EXERCISE DETAILS:
Go through the records below and show every line with the string "SqlitePoolOptions".

Stored data:
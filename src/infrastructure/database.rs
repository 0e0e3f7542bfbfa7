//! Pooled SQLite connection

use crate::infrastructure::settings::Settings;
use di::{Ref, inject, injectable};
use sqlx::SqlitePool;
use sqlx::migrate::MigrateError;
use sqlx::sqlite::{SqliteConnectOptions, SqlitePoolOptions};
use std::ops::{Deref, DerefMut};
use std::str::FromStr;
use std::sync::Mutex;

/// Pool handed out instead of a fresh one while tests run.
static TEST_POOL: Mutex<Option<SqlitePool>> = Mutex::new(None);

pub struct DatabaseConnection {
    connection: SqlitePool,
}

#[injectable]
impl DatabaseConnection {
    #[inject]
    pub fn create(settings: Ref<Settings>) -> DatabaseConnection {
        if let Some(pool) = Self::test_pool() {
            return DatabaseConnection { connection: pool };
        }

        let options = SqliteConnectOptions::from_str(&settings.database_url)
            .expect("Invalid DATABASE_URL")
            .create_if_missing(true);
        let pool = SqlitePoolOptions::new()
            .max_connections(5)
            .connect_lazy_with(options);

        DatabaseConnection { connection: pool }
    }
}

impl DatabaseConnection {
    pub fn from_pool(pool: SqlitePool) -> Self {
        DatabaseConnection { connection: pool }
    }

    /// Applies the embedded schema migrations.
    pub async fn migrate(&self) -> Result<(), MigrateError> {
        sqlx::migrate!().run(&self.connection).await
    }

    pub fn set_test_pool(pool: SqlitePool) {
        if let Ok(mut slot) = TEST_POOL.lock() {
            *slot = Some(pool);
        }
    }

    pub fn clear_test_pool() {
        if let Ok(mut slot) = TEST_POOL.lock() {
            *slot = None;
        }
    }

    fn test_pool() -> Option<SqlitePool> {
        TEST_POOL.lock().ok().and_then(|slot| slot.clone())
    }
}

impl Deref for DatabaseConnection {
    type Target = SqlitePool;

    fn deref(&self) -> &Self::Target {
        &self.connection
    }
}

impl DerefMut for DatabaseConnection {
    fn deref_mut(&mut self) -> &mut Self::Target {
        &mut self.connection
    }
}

OUTPUT OF THE TASK:
use sqlx::sqlite::{SqliteConnectOptions, SqlitePoolOptions};
        let pool = SqlitePoolOptions::new()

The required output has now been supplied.